▶ [EXERCISE PROMPT] Repeat only the stretch of lines below that runs from the line with "SyncConfig::default()" through the line with "use std::process::Command;", unaltered.

[Stored dataset items]
------------------------------------------------

//! HTTP plumbing shared by the provider clients.

use std::str::FromStr;

use reqwest::{RequestBuilder, StatusCode};
use rust_decimal::Decimal;
use serde::de::DeserializeOwned;

use crate::errors::GatewayError;

/// Status and body of a completed upstream call.
#[derive(Debug)]
pub(crate) struct UpstreamResponse {
    pub status: StatusCode,
    pub body: String,
}

/// Send `request` and read the whole body.
///
/// Transport failures become `Timeout` or `UpstreamUnavailable`; the status
/// is left for the caller to classify.
pub(crate) async fn send(
    provider: &'static str,
    request: RequestBuilder,
) -> Result<UpstreamResponse, GatewayError> {
    let response = request
        .send()
        .await
        .map_err(|e| GatewayError::transport(provider, e))?;

    let status = response.status();
    let body = response
        .text()
        .await
        .map_err(|e| GatewayError::transport(provider, e))?;

    Ok(UpstreamResponse { status, body })
}

impl UpstreamResponse {
    /// Map a non-2xx status to the matching gateway error.
    pub fn error_for_status(&self, provider: &str) -> Result<(), GatewayError> {
        let status = self.status;
        if status == StatusCode::TOO_MANY_REQUESTS {
            return Err(GatewayError::RateLimited {
                provider: provider.to_string(),
            });
        }
        if status == StatusCode::UNAUTHORIZED || status == StatusCode::FORBIDDEN {
            return Err(GatewayError::AuthFailure {
                provider: provider.to_string(),
                message: format!("HTTP {}", status),
            });
        }
        if !status.is_success() {
            return Err(GatewayError::UpstreamUnavailable {
                provider: provider.to_string(),
                message: format!("HTTP {}", status),
            });
        }
        Ok(())
    }

    pub fn json<T: DeserializeOwned>(&self, provider: &str) -> Result<T, GatewayError> {
        serde_json::from_str(&self.body).map_err(|e| GatewayError::InvalidPayload {
            provider: provider.to_string(),
            message: format!("Failed to parse response: {}", e),
        })
    }
}

/// Parse an upstream numeric string, tolerating percent signs and the
/// placeholders providers use for "no value".
pub(crate) fn parse_decimal(raw: &str) -> Option<Decimal> {
    let trimmed = raw.trim().trim_end_matches('%').trim();
    if trimmed.is_empty() || matches!(trimmed, "." | "-" | "None" | "null") {
        return None;
    }
    Decimal::from_str(trimmed).ok()
}

/// Parse a JSON scalar (string or number) as a decimal.
pub(crate) fn decimal_from_value(value: &serde_json::Value) -> Option<Decimal> {
    match value {
        serde_json::Value::String(s) => parse_decimal(s),
        serde_json::Value::Number(n) => parse_decimal(&n.to_string()),
        _ => None,
    }
}
pub mod api;
pub mod config;
pub mod error;
pub mod models;
mod main_lib;
mod scheduler;

pub use main_lib::{build_state, init_tracing, AppState};
pub use scheduler::start_cache_purge_scheduler;
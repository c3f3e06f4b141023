use axum::{
    http::StatusCode,
    response::{IntoResponse, Response},
    Json,
};
use marketdesk_gateway::{FailureClass, GatewayError};
use serde::Serialize;
use thiserror::Error;

#[derive(Error, Debug)]
pub enum ApiError {
    #[error("{0}")]
    Gateway(#[from] GatewayError),
    #[error("{0}")]
    NotFound(String),
    #[error("{0}")]
    BadRequest(String),
}

#[derive(Serialize)]
struct ErrorBody {
    code: u16,
    message: String,
}

impl ApiError {
    pub fn status(&self) -> StatusCode {
        match self {
            ApiError::Gateway(e) => match e.class() {
                FailureClass::RateLimited => StatusCode::TOO_MANY_REQUESTS,
                FailureClass::Connectivity => StatusCode::SERVICE_UNAVAILABLE,
                FailureClass::NotFound => StatusCode::NOT_FOUND,
                FailureClass::Auth | FailureClass::Internal => StatusCode::INTERNAL_SERVER_ERROR,
            },
            ApiError::NotFound(_) => StatusCode::NOT_FOUND,
            ApiError::BadRequest(_) => StatusCode::BAD_REQUEST,
        }
    }
}

impl IntoResponse for ApiError {
    fn into_response(self) -> Response {
        let status = self.status();
        if status.is_server_error() {
            tracing::error!("Request failed: {}", self);
        } else {
            tracing::debug!("Request failed: {}", self);
        }
        let body = Json(ErrorBody {
            code: status.as_u16(),
            message: self.to_string(),
        });
        (status, body).into_response()
    }
}

pub type ApiResult<T> = Result<T, ApiError>;

#[cfg(test)]
mod tests {
    use super::*;
    use marketdesk_gateway::SourceFailure;

    fn status_of(error: GatewayError) -> StatusCode {
        ApiError::from(error).status()
    }

    #[test]
    fn test_failure_classes_map_to_statuses() {
        let provider = "FRED".to_string();
        assert_eq!(
            status_of(GatewayError::RateLimited {
                provider: provider.clone()
            }),
            StatusCode::TOO_MANY_REQUESTS
        );
        assert_eq!(
            status_of(GatewayError::Timeout {
                provider: provider.clone()
            }),
            StatusCode::SERVICE_UNAVAILABLE
        );
        assert_eq!(
            status_of(GatewayError::NotFound {
                provider: provider.clone(),
                resource: "DFF".to_string()
            }),
            StatusCode::NOT_FOUND
        );
        assert_eq!(
            status_of(GatewayError::AuthFailure {
                provider,
                message: "invalid_client".to_string()
            }),
            StatusCode::INTERNAL_SERVER_ERROR
        );
        assert_eq!(
            status_of(GatewayError::Configuration("missing key".to_string())),
            StatusCode::INTERNAL_SERVER_ERROR
        );
    }

    #[test]
    fn test_exhausted_chain_uses_shared_class() {
        let attempt = |source: &str| SourceFailure {
            source: source.to_string(),
            error: GatewayError::RateLimited {
                provider: source.to_string(),
            },
        };
        let error = GatewayError::AllSourcesExhausted {
            dataset: "bond rates".to_string(),
            attempts: vec![attempt("FiscalDataJson"), attempt("FiscalDataCsv")],
        };
        assert_eq!(status_of(error), StatusCode::TOO_MANY_REQUESTS);
    }
}
//! Background purge of expired cache entries.
//!
//! Reads already evict lazily; this only bounds memory held by keys that are
//! never requested again.

use std::sync::Arc;
use std::time::Duration;

use tokio::time::interval;
use tracing::{debug, info};

use crate::main_lib::AppState;

pub fn start_cache_purge_scheduler(state: Arc<AppState>, period: Duration) {
    if period.is_zero() {
        info!("Cache purge scheduler disabled");
        return;
    }

    tokio::spawn(async move {
        info!("Cache purge scheduler started ({:?} interval)", period);
        let mut ticker = interval(period);
        // First tick completes immediately; nothing is cached yet.
        ticker.tick().await;

        loop {
            ticker.tick().await;
            let removed = state.gateway.purge_expired();
            debug!("Cache purge removed {} expired entries", removed);
        }
    });
}
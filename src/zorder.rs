//! Z-order and visibility synchronization
//!
//! A host window is ordered relative to its nearest logical sibling that is
//! itself on screen: directly behind the closest such window in front of it,
//! or failing that directly in front of the closest one behind it. A window
//! with no usable neighbor goes to the front.

use crate::client::{is_owned_by, ClientWindowModel, WindowId};
use crate::host::{HostWindowSystem, Placement};
use crate::record::{FocusState, Presence};
use crate::style::ExtendedStyle;
use crate::sync::WindowSynchronizer;
use log::{debug, trace};
use std::time::Instant;

impl<H, C> WindowSynchronizer<H, C>
where
    H: HostWindowSystem + 'static,
    C: ClientWindowModel + 'static,
{
    /// Where `id` belongs in the host stack, and whether a window in front
    /// of it was found.
    pub(crate) fn find_placement(&self, id: WindowId) -> (Placement, bool) {
        let usable = |w: WindowId| {
            if !self.client.style(w).is_shown_normally() {
                return None;
            }
            self.registry.host_window(w, true)
        };

        let mut prev = self.client.prev_sibling(id);
        while let Some(w) = prev {
            if let Some(host) = usable(w) {
                return (Placement::Below(host), true);
            }
            prev = self.client.prev_sibling(w);
        }

        let mut next = self.client.next_sibling(id);
        while let Some(w) = next {
            if let Some(host) = usable(w) {
                return (Placement::Above(host), false);
            }
            next = self.client.next_sibling(w);
        }

        (Placement::Front, false)
    }

    /// Orders the window into the host's visible stack.
    pub(crate) fn show_window(&self, id: WindowId) {
        let Some(host) = self.registry.host_window(id, false) else {
            return;
        };

        let (placement, has_prev) = self.find_placement(id);
        let now = Instant::now();
        let hint = if has_prev { None } else { self.activation.recent(now) };
        let activate = hint.is_some();

        debug!("{}/{} show {:?} activate {}", id, host, placement, activate);
        self.host.order_window(host, placement, activate);

        self.registry.update(id, |r| {
            r.presence = Presence::Shown;
            if let Some(since) = hint {
                r.focus = FocusState::PendingActivation { since };
            }
        });

        if let Some(focus) = self.client.focus_window() {
            if focus == id || self.client.is_child(id, focus) {
                self.set_focus_internal(focus, false);
            }
        }
        if activate {
            self.activation.clear();
        }
    }

    /// Orders the window out of the host's visible stack.
    pub(crate) fn hide_window(&self, id: WindowId) {
        let Some(host) = self.registry.host_window(id, false) else {
            return;
        };
        debug!("{}/{} hide", id, host);
        self.host.hide_window(host);
        self.registry.update(id, |r| r.presence = Presence::Hidden);
    }

    /// Re-derives the stacking position of a window that is on screen
    pub(crate) fn sync_z_order(&self, id: WindowId) {
        if self.registry.host_window(id, true).is_some() {
            self.show_window(id);
        } else {
            trace!("{} not on screen, z-order deferred", id);
        }
    }

    /// No unrelated window is in front of `id`.
    ///
    /// Windows owned by `id` do not count, nor do topmost windows when `id`
    /// is not topmost itself.
    pub(crate) fn is_all_the_way_front(&self, id: WindowId) -> bool {
        let topmost = self.client.ex_style(id).contains(ExtendedStyle::TOPMOST);
        let mut prev = self.client.prev_sibling(id);
        while let Some(w) = prev {
            if !topmost && self.client.ex_style(w).contains(ExtendedStyle::TOPMOST) {
                return true;
            }
            if !is_owned_by(&*self.client, w, id) {
                return false;
            }
            prev = self.client.prev_sibling(w);
        }
        true
    }
}
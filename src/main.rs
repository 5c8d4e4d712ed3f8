//! # winsync
//!
//! Command-line driver: runs a synchronizer against the in-memory host and
//! client and prints the host command stream a scenario produces.

use anyhow::Result;
use clap::{Parser, ValueEnum};
use log::{info, warn};
use winsync::SyncConfig;

mod demo;

#[derive(Debug, Clone, Copy, PartialEq, Eq, ValueEnum)]
pub enum Scenario {
    /// Show windows around an off-screen sibling
    Stacking,
    /// Host-initiated move, then a refused resize
    Feedback,
    /// Quit request with one window vetoing
    Quit,
}

#[derive(Parser)]
#[command(name = "winsync")]
#[command(about = "Synchronizes a client window model with a host window system")]
#[command(version)]
#[command(long_version = concat!(
    env!("CARGO_PKG_VERSION"),
    "\nbuilt:  ", env!("BUILD_DATE"),
    "\ncommit: ", env!("GIT_COMMIT"),
    "\ntarget: ", env!("TARGET_TRIPLE"),
))]
struct Cli {
    /// Path to configuration file
    #[arg(short, long, default_value = "~/.config/winsync/winsync.toml")]
    config: String,

    /// Enable debug logging
    #[arg(short, long)]
    debug: bool,

    /// Print host commands as JSON lines
    #[arg(long)]
    json: bool,

    /// Scenario to run
    #[arg(short, long, value_enum, default_value = "stacking")]
    scenario: Scenario,
}

fn main() -> Result<()> {
    let cli = Cli::parse();

    // the config may turn on debug logging, so it is read before the logger exists
    let loaded = SyncConfig::load(&cli.config);
    let debug = cli.debug || loaded.as_ref().is_ok_and(|config| config.general.debug);
    winsync::logging::init(debug)?;

    info!("starting winsync {}", winsync::VERSION);

    let config = match loaded {
        Ok(config) => {
            info!("configuration loaded from {}", cli.config);
            config
        }
        Err(e) => {
            warn!("failed to load configuration: {:#}", e);
            info!("using default configuration");
            SyncConfig::default()
        }
    };

    let commands = demo::run(cli.scenario, config)?;
    demo::print(&commands, cli.json)?;

    info!("{:?} scenario issued {} host commands", cli.scenario, commands.len());
    Ok(())
}
use std::process::Command;

fn main() {
    // Set build date
    let now = chrono::Utc::now()
        .format("%Y-%m-%d %H:%M:%S UTC")
        .to_string();
    println!("cargo:rustc-env=BUILD_DATE={}", now);

    // Target triple for the long version string
    let target = std::env::var("TARGET").unwrap_or_else(|_| "unknown".to_string());
    println!("cargo:rustc-env=TARGET_TRIPLE={}", target);

    // Git commit, "unknown" outside a checkout so env!() always resolves
    let commit = Command::new("git")
        .args(["rev-parse", "--short", "HEAD"])
        .output()
        .ok()
        .filter(|output| output.status.success())
        .map(|output| String::from_utf8_lossy(&output.stdout).trim().to_string())
        .unwrap_or_else(|| "unknown".to_string());
    println!("cargo:rustc-env=GIT_COMMIT={}", commit);

    println!("cargo:rerun-if-changed=.git/HEAD");
}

------------------------------------------------

▶ [ANSWER BOX]
            SyncConfig::default()
        }
    };

    let commands = demo::run(cli.scenario, config)?;
    demo::print(&commands, cli.json)?;

    info!("{:?} scenario issued {} host commands", cli.scenario, commands.len());
    Ok(())
}
use std::process::Command;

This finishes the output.